Option B suggests using Kinesis Data Firehose, which is a managed service that can capture and transform streaming data in real-time. Data Firehose can perform various transformations, such as filtering, aggregation, and format conversion, and can deliver the transformed data to S3, Redshift, or Elasticsearch. However, Data Firehose does not support feature engineering operations like Glue. Therefore, option B is not an appropriate solution for this scenario.

Option C recommends using Apache Spark Streaming, which is an open-source distributed computing framework for processing large-scale data streams. Spark Streaming can process real-time data streams and perform feature engineering operations, such as filtering, transformation, and aggregation, on-the-fly. Spark Streaming can integrate with various data sources, such as Kafka, Flume, and HDFS, and can store the transformed data in S3. Therefore, option C is a viable solution for this scenario.
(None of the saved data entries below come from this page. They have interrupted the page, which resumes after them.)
use derive_more::derive::Deref;
use log::debug;
use nalgebra::DMatrix;
use num_complex::Complex64;
use num_traits::Zero;

use super::network::Network;
use crate::basic::error::{PowerFlowError, Result};

/// Nodal admittance matrix, indexed by bus position (not id).
///
/// Built fresh from a [`Network`] and never mutated afterwards; solvers only
/// read it through `Deref`.
#[derive(Debug, Clone, PartialEq, Deref)]
pub struct YBus(DMatrix<Complex64>);

impl YBus {
    pub fn matrix(&self) -> &DMatrix<Complex64> {
        &self.0
    }

    pub fn into_inner(self) -> DMatrix<Complex64> {
        self.0
    }

    /// Conductance part `G = Re(Y)`.
    pub fn g(&self) -> DMatrix<f64> {
        self.0.map(|y| y.re)
    }

    /// Susceptance part `B = Im(Y)`.
    pub fn b(&self) -> DMatrix<f64> {
        self.0.map(|y| y.im)
    }

    pub fn is_symmetric(&self, tol: f64) -> bool {
        let n = self.0.nrows();
        (0..n).all(|i| (0..i).all(|j| (self.0[(i, j)] - self.0[(j, i)]).norm() <= tol))
    }
}

/// Contribution of a single branch to the Y-Bus.
#[derive(Debug, Clone, Copy, PartialEq)]
pub struct BranchStamp {
    /// Position of the branch in the network's branch list.
    pub branch: usize,
    pub from_idx: usize,
    pub to_idx: usize,
    /// `1 / (r + jx)`
    pub y_series: Complex64,
    /// `j b / 2`, added at both ends.
    pub y_shunt: Complex64,
    pub tap: f64,
}

impl BranchStamp {
    /// Entries added to `(ff, ft, tf, tt)`.
    pub fn entries(&self) -> (Complex64, Complex64, Complex64, Complex64) {
        let y = self.y_series;
        if self.tap == 1.0 {
            (y + self.y_shunt, -y, -y, y + self.y_shunt)
        } else {
            let mutual = -y / self.tap;
            (
                y / (self.tap * self.tap) + self.y_shunt,
                mutual,
                mutual,
                y + self.y_shunt,
            )
        }
    }

    #[inline(always)]
    fn apply(&self, ybus: &mut DMatrix<Complex64>) {
        let (f, t) = (self.from_idx, self.to_idx);
        let (yff, yft, ytf, ytt) = self.entries();
        ybus[(f, f)] += yff;
        ybus[(f, t)] += yft;
        ybus[(t, f)] += ytf;
        ybus[(t, t)] += ytt;
    }
}

/// Computes the stamp of every branch, in branch order.
///
/// # Errors
///
/// * [`PowerFlowError::InvalidBranch`] for self-loops, unknown endpoints or a non-positive tap.
/// * [`PowerFlowError::DivideByZero`] for a branch with `r = x = 0`.
pub fn branch_stamps(net: &Network) -> Result<Vec<BranchStamp>> {
    let lookup = net.index_map()?;
    net.branches
        .iter()
        .enumerate()
        .map(|(k, br)| {
            let (from_idx, to_idx) = net.branch_indices(br, &lookup)?;
            let z = Complex64::new(br.r, br.x);
            if z.is_zero() {
                return Err(PowerFlowError::DivideByZero(format!(
                    "branch {}->{} has zero impedance",
                    br.from, br.to
                )));
            }
            Ok(BranchStamp {
                branch: k,
                from_idx,
                to_idx,
                y_series: z.inv(),
                y_shunt: Complex64::new(0.0, br.b / 2.0),
                tap: br.tap_ratio(),
            })
        })
        .collect()
}

/// Creates the nodal admittance matrix and returns the stamps it was built from.
///
/// Parallel branches accumulate additively.
pub fn build_ybus_with_stamps(net: &Network) -> Result<(YBus, Vec<BranchStamp>)> {
    let n = net.n_bus();
    let stamps = branch_stamps(net)?;
    let mut ybus = DMatrix::from_element(n, n, Complex64::zero());
    for stamp in &stamps {
        debug!(
            "branch {}: bus {} -> bus {}, y = {:.4}, tap = {}",
            stamp.branch, stamp.from_idx, stamp.to_idx, stamp.y_series, stamp.tap
        );
        stamp.apply(&mut ybus);
    }
    Ok((YBus(ybus), stamps))
}

/// Creates the nodal admittance matrix (Ybus) of the network.
pub fn build_ybus(net: &Network) -> Result<YBus> {
    build_ybus_with_stamps(net).map(|(ybus, _)| ybus)
}
use nalgebra::{DMatrix, DVector};

use crate::basic::error::{PowerFlowError, Result};

mod dense;
pub use dense::*;

#[cfg(feature = "faer")]
mod faer;
#[cfg(feature = "faer")]
pub use faer::*;

#[cfg(feature = "rsparse")]
mod rsparse;
#[cfg(feature = "rsparse")]
pub use rsparse::*;

#[cfg(feature = "faer")]
pub type DefaultSolver = FaerSolver;

#[cfg(all(not(feature = "faer"), feature = "rsparse"))]
pub type DefaultSolver = RSparseSolver;

#[cfg(all(not(feature = "faer"), not(feature = "rsparse")))]
pub type DefaultSolver = DenseLuSolver;

/// A trait for solving real linear systems.
///
/// This is the only linear algebra the solvers need: the fast decoupled
/// method inverts `B'`/`B''` once through it.
pub trait Solve {
    /// Solves `a x = b`, overwriting `b` with `x`.
    ///
    /// # Errors
    ///
    /// [`PowerFlowError::SingularMatrix`] if `a` cannot be factorized.
    fn solve(&mut self, a: &DMatrix<f64>, b: &mut DVector<f64>) -> Result<()>;

    /// Computes `a⁻¹` column by column. Backends may override this to factorize once.
    fn inverse(&mut self, a: &DMatrix<f64>) -> Result<DMatrix<f64>> {
        check_square(a)?;
        let n = a.nrows();
        let mut inv = DMatrix::zeros(n, n);
        let mut col = DVector::zeros(n);
        for j in 0..n {
            col.fill(0.0);
            col[j] = 1.0;
            self.solve(a, &mut col)?;
            inv.set_column(j, &col);
        }
        Ok(inv)
    }
}

pub(crate) fn check_square(a: &DMatrix<f64>) -> Result<()> {
    if a.is_square() {
        Ok(())
    } else {
        Err(PowerFlowError::SingularMatrix(format!(
            "matrix is {}x{}, expected square",
            a.nrows(),
            a.ncols()
        )))
    }
}

pub(crate) fn check_finite<'a>(values: impl IntoIterator<Item = &'a f64>) -> Result<()> {
    if values.into_iter().all(|v| v.is_finite()) {
        Ok(())
    } else {
        Err(PowerFlowError::SingularMatrix(
            "solution contains non-finite values".to_string(),
        ))
    }
}
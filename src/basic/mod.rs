pub mod error;
pub mod fdlf;
pub mod gauss_seidel;
pub mod options;
pub mod post_processing;
pub mod solver;
pub mod system;
pub mod trace;
pub mod zbus;

pub use fdlf::{FastDecoupled, FdlfResult};
pub use gauss_seidel::GaussSeidel;
pub use options::SolverOptions;
pub use post_processing::PowerFlowReport;
pub use trace::{IterationSnapshot, Trace};
pub use zbus::{ZBusBuilder, zbus_from_ybus};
Option D suggests using Kinesis Data Analytics, which is a managed service for processing real-time data streams using SQL queries. Data Analytics can perform streaming data processing and feature engineering operations like filtering, aggregation, and transformation using SQL queries. Data Analytics can integrate with various data sources, such as Kinesis Data Streams, Firehose, and S3, and can store the transformed data in S3. Therefore, option D is also a feasible solution for this scenario.

In conclusion, all the given options can perform the required real-time processing of massive-scale data and feature engineering operations. However, the most appropriate solution would be option A, as it provides a fully-managed ETL service with distributed data processing capabilities and can perform batch and streaming data processing. Option C and D are also viable solutions, but they require more complex infrastructure and development efforts than option A. Option B is not an appropriate solution, as it does not support feature engineering operations.